Art.19. De gewetensbezwaarde of zijn raadsman kan een memorie of een verweerschrift indienen, alsmede alle documenten die hij nuttig acht.
Art.20. De commissie doet uitspraak bij meerderheid van stemmen. Zij kan een administratief onderzoek doen instellen.
Art.21. De gemotiveerde beslissingen van de commissie worden zo vlug mogelijk getroffen. Zij worden binnen vijftien dagen ter kennis gebracht van de betrokkene, de Minister van Binnenlandse Zaken en de provinciegouverneur, die er de gemeenteoverheid van op de hoogte brengt. Zij worden in alle gevallen beschouwd als op tegenspraak genomen.
HOOFDSTUK IV. - Algemene bepalingen.
Art.22. Na de keuring voor lichamelijke geschiktheid tijdens de dienst te hebben ondergaan, wordt de geschikt bevonden gewetensbezwaarde onmiddellijk terug in dienst geroepen door de administratie. De beslissing van de commissie maakt een einde aan alle vroegere medische beslissingen.
Het eventueel beroep is niet opschortend.
Art.23. De gewetensbezwaarde die in dienst of met onbepaald verlof is of in dienst wederopgeroepen is en die definitief ongeschikt wordt bevonden, wordt bij reform ontslagen.
Art.24. De voorzitter van de commissie signaleert aan de Minister van Binnenlandse Zaken welke gewetenbezwaarde geldig opgeroepen werd en zich zonder door de commissie geldige erkende reden niet voor de keuring of voor de door de commissie gelaste inobservatiestelling heeft gemeld.
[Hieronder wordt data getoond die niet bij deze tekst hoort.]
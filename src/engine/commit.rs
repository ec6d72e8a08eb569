//! Metadata commit: dirty address sectors, a flush, the info page, and a
//! second flush before the new version is published.

use std::sync::Arc;

use crossbeam::channel::Sender;
use tracing::{debug, warn};

use crate::device::{IoCommand, Submission};
use crate::engine::EngineShared;
use crate::error::{Error, Result};
use crate::io::CompletionBarrier;
use crate::layout::{
    info_page_offset, slot_offset, LogMetadataInfo, METADATA_ADDRESS_SIZE, METADATA_INFO_SIZE,
};
use crate::registry::TailSector;

/// Wait handle of a synchronous caller.
pub(crate) type Notify = Option<Sender<Result<()>>>;

/// Who is enqueueing a metadata request.
#[derive(Debug, Clone, Copy, PartialEq, Eq)]
pub(crate) enum Origin {
    /// A caller thread; rejected once the metadata queue is closed.
    Caller,
    /// A completion callback running on a worker.
    Completion,
}

/// Group sorted dirty sectors into contiguous runs of at most
/// `max_sectors`, as `(first sector, sector count)`.
pub(crate) fn dirty_runs(dirty: &[usize], max_sectors: usize) -> Vec<(usize, usize)> {
    let mut runs: Vec<(usize, usize)> = Vec::new();
    for &sector in dirty {
        match runs.last_mut() {
            Some((start, count)) if *start + *count == sector && *count < max_sectors => {
                *count += 1;
            }
            _ => runs.push((sector, 1)),
        }
    }
    runs
}

impl EngineShared {
    /// Persist `info` for log `id`, together with any dirty address sectors.
    ///
    /// The caller holds the log's pending write; it is released once the
    /// flushed info page is published or any part fails.
    pub(crate) fn commit_metadata(
        self: &Arc<Self>,
        id: u32,
        info: LogMetadataInfo,
        tail: Option<TailSector>,
        notify: Notify,
        origin: Origin,
    ) {
        let geometry = self.geometry;
        let sector = geometry.sector_size();

        let mut page = vec![0u8; METADATA_INFO_SIZE];
        if let Err(err) = info.encode(&mut page) {
            self.fail_write(id, err.into(), notify);
            return;
        }

        let slot = match self.registry.slot(id) {
            Ok(slot) => slot,
            Err(err) => {
                self.fail_write(id, err, notify);
                return;
            }
        };
        let (dirty, chunks) = {
            let mut state = slot.state.write();
            let dirty = state.take_dirty();
            let mut chunks = Vec::new();
            if !dirty.is_empty() {
                let mut image = vec![0u8; METADATA_ADDRESS_SIZE];
                if let Err(err) = state.table.encode(&mut image) {
                    state.restore_dirty(&dirty);
                    drop(state);
                    self.fail_write(id, err.into(), notify);
                    return;
                }
                for (first, count) in dirty_runs(&dirty, geometry.max_io_bytes() / sector) {
                    let start = first * sector;
                    let buf = image[start..start + count * sector].to_vec();
                    let lba = geometry.lba(slot_offset(id as usize) + start as u64);
                    chunks.push((lba, buf));
                }
            }
            (dirty, chunks)
        };

        debug!(
            id,
            version = info.version,
            tail = info.tail,
            address_chunks = chunks.len(),
            "issuing metadata commit"
        );

        // With address chunks in flight the flush is queued from their
        // completion, not from the original context.
        let flush_origin = if chunks.is_empty() {
            origin
        } else {
            Origin::Completion
        };
        let shared = Arc::clone(self);
        let barrier = CompletionBarrier::new(chunks.len(), move |result| match result {
            Ok(()) => shared.flush_then(id, notify, flush_origin, move |shared, notify| {
                shared.write_info_page(id, info, page, tail, notify);
            }),
            Err(err) => {
                if let Ok(slot) = shared.registry.slot(id) {
                    slot.state.write().restore_dirty(&dirty);
                }
                shared.fail_write(id, err, notify);
            }
        });

        for (lba, buf) in chunks {
            let part = Arc::clone(&barrier);
            let submission = Submission::new(
                IoCommand::Write { lba, buf },
                Box::new(move |res| part.arrive(res.map(drop).map_err(Error::from))),
            );
            if self.push_metadata(submission, origin).is_err() {
                barrier.arrive(Err(Error::ShuttingDown));
            }
        }
    }

    /// Write the info page; it becomes the commit point once flushed.
    fn write_info_page(
        self: &Arc<Self>,
        id: u32,
        info: LogMetadataInfo,
        page: Vec<u8>,
        tail: Option<TailSector>,
        notify: Notify,
    ) {
        let lba = self.geometry.lba(info_page_offset(id as usize));
        let shared = Arc::clone(self);
        let pending = Arc::new(parking_lot::Mutex::new(Some((info, tail, notify))));
        let on_reject = Arc::clone(&pending);

        let submission = Submission::new(
            IoCommand::Write { lba, buf: page },
            Box::new(move |res| {
                let Some((info, tail, notify)) = pending.lock().take() else {
                    return;
                };
                match res {
                    Ok(_) => shared.flush_then(
                        id,
                        notify,
                        Origin::Completion,
                        move |shared, notify| shared.finalize(id, info, tail, notify),
                    ),
                    Err(err) => shared.fail_write(id, err.into(), notify),
                }
            }),
        );
        if self.push_metadata(submission, Origin::Completion).is_err() {
            if let Some((_, _, notify)) = on_reject.lock().take() {
                self.fail_write(id, Error::ShuttingDown, notify);
            }
        }
    }

    /// Flush the namespace, then continue with `next`. Completed writes are
    /// on stable media before `next` runs.
    fn flush_then<F>(self: &Arc<Self>, id: u32, notify: Notify, origin: Origin, next: F)
    where
        F: FnOnce(&Arc<Self>, Notify) + Send + 'static,
    {
        let shared = Arc::clone(self);
        let pending = Arc::new(parking_lot::Mutex::new(Some((notify, next))));
        let on_reject = Arc::clone(&pending);

        let submission = Submission::new(
            IoCommand::Flush,
            Box::new(move |res| {
                let Some((notify, next)) = pending.lock().take() else {
                    return;
                };
                match res {
                    Ok(_) => next(&shared, notify),
                    Err(err) => shared.fail_write(id, err.into(), notify),
                }
            }),
        );
        if self.push_metadata(submission, origin).is_err() {
            if let Some((notify, _)) = on_reject.lock().take() {
                self.fail_write(id, Error::ShuttingDown, notify);
            }
        }
    }

    /// Publish a committed version.
    fn finalize(&self, id: u32, info: LogMetadataInfo, tail: Option<TailSector>, notify: Notify) {
        let Ok(slot) = self.registry.slot(id) else {
            return;
        };
        let version = info.version;
        {
            let mut state = slot.state.write();
            if let Some(tail) = tail {
                state.tail_sector = Some(tail);
            }
            debug!(id, version, head = info.head, tail = info.tail, "metadata committed");
            state.info = Some(info);
        }
        slot.publish_version(version);
        slot.pending.finish();
        if let Some(tx) = notify {
            let _ = tx.send(Ok(()));
        }
    }

    /// Fail the write in flight for log `id`. Device errors are not retried.
    pub(crate) fn fail_write(&self, id: u32, error: Error, notify: Notify) {
        warn!(id, "write failed: {error}");
        if let Ok(slot) = self.registry.slot(id) {
            slot.record_error(error.clone());
            slot.pending.finish();
        }
        if let Some(tx) = notify {
            let _ = tx.send(Err(error));
        }
    }

    fn push_metadata(
        &self,
        submission: Submission,
        origin: Origin,
    ) -> std::result::Result<(), Submission> {
        match origin {
            Origin::Caller => self.meta_queue.push(submission),
            Origin::Completion => self.meta_queue.push_internal(submission),
        }
    }
}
De Minister van Binnenlandse Zaken klaagt de gewetensbezwaarde aan bij de procureur des Konings met het oog op eventuele vervolging.
Art.25. De beslissingen van de commissies kunnen, in geval van bedrog, op verzoek van de Minister van Binnenlandse Zaken worden herzien.
De aanvraag om herziening wordt gericht aan de voorzitter van de commissie die de bestreden beslissing genomen heeft.
Zij moet binnen vijf jaar na de kennisgeving van deze beslissing ingediend worden.
De gevallen om herziening worden door de commissie die de bestreden beslissing genomen heeft, onderzocht als of het een eerste aanvraag gold.
Tegen beslissingen van de commissie voor geschiktheid en reform over aanvragen om herziening kan het in artikel 9 bedoelde beroep worden ingesteld.
Art.26. Dit besluit treedt in werking de eerste dag van de tweede maand volgend op die gedurende welke het in het Belgisch Staatsblad is bekendgemaakt.
Art. 27. Onze Minister van Sociale Zaken en Onze Minister van Binnenlandse Zaken zijn, ieder wat hem betreft, belast met de uitvoering van dit besluit.